**Data:**
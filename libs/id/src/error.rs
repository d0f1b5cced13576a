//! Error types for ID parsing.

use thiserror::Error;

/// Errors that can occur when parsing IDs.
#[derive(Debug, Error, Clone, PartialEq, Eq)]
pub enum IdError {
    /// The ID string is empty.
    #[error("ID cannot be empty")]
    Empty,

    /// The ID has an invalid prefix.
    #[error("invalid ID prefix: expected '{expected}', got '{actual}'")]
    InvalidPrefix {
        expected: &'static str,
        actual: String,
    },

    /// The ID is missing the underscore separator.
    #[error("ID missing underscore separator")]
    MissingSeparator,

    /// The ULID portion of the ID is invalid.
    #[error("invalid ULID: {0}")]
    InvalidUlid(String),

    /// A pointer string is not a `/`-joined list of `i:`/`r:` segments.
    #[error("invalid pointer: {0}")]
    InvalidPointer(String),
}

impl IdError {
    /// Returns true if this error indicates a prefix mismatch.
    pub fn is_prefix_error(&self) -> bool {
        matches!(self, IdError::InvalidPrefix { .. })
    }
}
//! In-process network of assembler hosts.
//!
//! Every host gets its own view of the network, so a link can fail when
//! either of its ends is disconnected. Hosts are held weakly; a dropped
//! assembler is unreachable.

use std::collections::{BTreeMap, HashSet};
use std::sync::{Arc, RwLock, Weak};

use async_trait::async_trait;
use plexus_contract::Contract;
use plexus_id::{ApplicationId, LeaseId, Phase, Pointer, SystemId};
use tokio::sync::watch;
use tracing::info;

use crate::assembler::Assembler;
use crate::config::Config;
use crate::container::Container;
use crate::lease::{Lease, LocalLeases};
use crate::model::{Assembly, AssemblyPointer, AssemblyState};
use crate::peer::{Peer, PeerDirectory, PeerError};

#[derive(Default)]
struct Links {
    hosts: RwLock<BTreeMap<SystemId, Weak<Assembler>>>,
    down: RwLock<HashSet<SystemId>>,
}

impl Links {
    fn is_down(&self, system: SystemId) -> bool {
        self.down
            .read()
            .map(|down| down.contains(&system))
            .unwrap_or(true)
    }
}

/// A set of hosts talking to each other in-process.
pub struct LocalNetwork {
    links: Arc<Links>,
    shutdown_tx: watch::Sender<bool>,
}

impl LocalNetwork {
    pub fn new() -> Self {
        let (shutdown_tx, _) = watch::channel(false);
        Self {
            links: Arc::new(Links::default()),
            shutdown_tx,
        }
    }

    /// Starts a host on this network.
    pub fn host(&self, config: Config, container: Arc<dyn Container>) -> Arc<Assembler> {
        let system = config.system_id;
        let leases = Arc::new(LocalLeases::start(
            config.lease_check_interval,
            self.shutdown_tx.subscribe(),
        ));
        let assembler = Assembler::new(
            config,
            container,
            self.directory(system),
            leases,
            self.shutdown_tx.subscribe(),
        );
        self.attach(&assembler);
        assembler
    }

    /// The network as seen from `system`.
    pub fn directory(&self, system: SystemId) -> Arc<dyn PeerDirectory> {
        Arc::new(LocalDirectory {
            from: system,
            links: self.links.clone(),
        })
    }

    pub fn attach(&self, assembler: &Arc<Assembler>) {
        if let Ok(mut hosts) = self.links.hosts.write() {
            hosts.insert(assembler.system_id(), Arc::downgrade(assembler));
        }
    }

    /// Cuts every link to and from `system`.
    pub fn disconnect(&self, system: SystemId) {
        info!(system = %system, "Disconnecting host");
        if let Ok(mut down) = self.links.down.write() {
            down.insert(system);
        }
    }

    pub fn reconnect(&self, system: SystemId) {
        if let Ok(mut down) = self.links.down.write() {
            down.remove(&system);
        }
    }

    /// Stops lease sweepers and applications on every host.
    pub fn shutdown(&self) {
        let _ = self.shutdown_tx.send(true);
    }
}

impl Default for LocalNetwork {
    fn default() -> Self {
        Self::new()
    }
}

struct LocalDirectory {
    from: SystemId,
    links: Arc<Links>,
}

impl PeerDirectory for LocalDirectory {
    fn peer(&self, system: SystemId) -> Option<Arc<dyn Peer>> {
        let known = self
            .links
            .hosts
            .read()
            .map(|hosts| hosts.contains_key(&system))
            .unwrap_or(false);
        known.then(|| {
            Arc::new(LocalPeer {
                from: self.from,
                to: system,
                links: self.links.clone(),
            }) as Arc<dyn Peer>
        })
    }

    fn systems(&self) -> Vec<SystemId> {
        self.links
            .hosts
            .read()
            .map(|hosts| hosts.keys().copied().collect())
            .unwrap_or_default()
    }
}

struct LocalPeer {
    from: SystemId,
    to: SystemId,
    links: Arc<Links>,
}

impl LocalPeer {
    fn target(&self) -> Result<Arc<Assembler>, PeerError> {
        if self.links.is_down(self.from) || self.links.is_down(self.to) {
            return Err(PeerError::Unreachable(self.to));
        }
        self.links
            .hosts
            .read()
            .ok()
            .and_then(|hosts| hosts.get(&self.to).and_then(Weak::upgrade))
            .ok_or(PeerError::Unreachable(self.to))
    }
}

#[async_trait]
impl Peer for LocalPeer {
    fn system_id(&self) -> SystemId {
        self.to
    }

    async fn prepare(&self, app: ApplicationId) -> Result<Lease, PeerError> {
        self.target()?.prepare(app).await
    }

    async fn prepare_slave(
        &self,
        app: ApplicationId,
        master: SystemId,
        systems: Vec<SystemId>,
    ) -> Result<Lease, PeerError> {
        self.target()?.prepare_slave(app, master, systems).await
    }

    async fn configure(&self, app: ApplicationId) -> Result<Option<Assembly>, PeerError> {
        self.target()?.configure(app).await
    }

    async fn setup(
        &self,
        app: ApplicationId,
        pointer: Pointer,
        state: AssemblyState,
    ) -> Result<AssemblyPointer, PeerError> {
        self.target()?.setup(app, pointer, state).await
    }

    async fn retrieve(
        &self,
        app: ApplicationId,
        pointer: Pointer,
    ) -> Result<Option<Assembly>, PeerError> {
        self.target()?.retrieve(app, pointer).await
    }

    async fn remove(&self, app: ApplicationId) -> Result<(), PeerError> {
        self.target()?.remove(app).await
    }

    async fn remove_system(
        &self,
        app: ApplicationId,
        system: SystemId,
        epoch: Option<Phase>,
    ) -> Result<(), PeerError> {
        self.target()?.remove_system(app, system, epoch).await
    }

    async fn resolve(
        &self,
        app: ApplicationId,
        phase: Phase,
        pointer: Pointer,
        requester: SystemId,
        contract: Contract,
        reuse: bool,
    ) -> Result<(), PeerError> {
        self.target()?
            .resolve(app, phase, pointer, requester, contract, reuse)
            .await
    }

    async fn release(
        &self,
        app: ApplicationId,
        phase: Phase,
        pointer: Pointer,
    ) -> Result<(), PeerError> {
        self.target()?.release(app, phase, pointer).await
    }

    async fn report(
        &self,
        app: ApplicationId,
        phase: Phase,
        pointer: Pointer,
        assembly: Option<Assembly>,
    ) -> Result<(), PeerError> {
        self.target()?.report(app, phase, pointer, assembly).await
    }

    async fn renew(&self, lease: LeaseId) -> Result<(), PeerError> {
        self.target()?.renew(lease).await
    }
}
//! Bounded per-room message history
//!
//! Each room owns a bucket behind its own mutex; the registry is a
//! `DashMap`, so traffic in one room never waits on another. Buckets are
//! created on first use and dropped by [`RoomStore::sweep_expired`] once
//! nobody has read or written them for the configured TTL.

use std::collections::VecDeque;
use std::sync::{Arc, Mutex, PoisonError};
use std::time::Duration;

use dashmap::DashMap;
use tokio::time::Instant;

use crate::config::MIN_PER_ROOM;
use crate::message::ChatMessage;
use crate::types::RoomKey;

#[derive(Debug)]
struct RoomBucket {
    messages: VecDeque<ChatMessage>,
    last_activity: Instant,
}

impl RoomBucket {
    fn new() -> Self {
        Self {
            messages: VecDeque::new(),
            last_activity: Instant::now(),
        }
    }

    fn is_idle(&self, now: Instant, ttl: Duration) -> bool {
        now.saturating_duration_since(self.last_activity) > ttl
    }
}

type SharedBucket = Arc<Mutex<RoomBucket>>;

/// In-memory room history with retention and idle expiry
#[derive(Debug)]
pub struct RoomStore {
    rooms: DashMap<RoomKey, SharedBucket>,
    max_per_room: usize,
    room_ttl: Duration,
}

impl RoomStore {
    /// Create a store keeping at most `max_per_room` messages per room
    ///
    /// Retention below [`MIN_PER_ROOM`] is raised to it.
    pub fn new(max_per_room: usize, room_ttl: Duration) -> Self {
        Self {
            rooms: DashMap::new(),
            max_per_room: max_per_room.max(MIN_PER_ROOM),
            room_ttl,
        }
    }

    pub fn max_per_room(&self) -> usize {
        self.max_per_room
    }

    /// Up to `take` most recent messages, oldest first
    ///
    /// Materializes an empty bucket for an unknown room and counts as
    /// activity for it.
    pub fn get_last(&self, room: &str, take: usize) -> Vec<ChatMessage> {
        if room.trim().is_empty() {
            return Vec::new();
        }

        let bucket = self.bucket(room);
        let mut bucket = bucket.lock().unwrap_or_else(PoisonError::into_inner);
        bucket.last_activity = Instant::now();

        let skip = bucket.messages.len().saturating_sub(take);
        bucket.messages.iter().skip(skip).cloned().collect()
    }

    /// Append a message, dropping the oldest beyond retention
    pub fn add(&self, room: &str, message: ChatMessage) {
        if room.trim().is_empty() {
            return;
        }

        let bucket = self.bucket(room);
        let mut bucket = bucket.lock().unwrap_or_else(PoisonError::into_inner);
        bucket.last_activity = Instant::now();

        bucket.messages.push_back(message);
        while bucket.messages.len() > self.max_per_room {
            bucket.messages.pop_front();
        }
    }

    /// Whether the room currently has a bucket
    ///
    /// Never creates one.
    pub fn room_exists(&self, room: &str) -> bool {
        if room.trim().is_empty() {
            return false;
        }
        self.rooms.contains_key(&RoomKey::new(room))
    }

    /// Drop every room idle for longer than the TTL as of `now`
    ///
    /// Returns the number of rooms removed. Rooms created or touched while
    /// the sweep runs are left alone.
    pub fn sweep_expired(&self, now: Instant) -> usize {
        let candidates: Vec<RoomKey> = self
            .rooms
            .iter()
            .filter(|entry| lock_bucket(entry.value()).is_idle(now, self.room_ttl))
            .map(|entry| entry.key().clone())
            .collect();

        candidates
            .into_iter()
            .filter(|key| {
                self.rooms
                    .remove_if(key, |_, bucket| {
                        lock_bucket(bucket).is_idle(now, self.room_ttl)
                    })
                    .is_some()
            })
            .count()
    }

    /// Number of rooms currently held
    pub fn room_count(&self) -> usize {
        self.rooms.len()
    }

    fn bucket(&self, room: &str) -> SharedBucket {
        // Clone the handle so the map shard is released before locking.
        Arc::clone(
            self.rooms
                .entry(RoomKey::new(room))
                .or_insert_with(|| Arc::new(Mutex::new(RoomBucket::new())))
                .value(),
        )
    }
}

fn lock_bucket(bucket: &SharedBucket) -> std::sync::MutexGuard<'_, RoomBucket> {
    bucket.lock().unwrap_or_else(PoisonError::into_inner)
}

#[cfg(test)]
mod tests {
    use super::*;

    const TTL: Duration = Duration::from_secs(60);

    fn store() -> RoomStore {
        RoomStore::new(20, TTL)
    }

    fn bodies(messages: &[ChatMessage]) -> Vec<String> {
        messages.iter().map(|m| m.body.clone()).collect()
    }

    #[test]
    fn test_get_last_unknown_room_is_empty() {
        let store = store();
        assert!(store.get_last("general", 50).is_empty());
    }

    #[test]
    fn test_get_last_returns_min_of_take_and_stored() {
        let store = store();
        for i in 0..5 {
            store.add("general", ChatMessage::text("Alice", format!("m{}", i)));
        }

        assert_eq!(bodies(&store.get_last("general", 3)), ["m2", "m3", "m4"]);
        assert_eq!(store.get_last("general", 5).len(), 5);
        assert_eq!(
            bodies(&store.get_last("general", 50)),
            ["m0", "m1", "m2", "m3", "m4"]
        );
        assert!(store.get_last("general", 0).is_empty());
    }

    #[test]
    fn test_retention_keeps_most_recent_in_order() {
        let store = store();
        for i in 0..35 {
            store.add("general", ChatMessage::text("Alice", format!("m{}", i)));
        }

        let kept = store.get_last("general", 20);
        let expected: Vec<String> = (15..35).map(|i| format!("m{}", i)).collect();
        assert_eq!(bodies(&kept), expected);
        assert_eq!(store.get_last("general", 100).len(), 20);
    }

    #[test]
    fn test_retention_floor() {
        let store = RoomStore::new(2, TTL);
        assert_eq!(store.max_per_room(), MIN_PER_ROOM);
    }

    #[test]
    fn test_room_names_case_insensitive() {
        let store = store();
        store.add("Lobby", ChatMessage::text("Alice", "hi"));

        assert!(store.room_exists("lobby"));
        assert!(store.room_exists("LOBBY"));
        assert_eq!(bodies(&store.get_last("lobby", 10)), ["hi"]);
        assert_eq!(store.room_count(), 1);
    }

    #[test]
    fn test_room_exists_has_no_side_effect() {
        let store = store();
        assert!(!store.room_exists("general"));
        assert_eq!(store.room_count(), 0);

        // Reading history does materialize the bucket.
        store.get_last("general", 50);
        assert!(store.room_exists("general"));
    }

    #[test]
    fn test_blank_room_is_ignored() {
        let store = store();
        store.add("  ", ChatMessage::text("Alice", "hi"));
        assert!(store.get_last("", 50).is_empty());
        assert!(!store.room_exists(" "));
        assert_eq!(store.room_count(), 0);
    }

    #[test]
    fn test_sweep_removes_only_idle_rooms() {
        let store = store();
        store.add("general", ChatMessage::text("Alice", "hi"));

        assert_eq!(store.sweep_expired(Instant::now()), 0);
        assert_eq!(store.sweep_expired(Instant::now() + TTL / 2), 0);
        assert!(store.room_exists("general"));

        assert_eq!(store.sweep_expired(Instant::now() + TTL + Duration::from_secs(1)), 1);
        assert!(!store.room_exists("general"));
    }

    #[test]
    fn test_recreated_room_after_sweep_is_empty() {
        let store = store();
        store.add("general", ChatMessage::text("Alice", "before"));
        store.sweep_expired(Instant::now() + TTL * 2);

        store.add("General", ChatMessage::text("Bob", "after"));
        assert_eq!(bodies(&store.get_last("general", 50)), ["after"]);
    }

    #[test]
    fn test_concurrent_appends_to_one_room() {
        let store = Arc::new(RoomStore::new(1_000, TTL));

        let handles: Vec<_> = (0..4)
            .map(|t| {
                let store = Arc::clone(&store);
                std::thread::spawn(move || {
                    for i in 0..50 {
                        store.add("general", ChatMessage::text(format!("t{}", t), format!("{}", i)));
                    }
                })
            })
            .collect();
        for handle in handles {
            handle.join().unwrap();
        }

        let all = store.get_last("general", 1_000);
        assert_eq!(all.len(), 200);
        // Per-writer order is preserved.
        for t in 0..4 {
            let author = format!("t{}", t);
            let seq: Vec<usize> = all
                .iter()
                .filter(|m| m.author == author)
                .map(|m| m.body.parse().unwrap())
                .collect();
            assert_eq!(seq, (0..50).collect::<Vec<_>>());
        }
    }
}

**Work instruction:** Every line of the entries that includes "candidates" must be copied into the answer.

**Expected answer:**
        let candidates: Vec<RoomKey> = self
        candidates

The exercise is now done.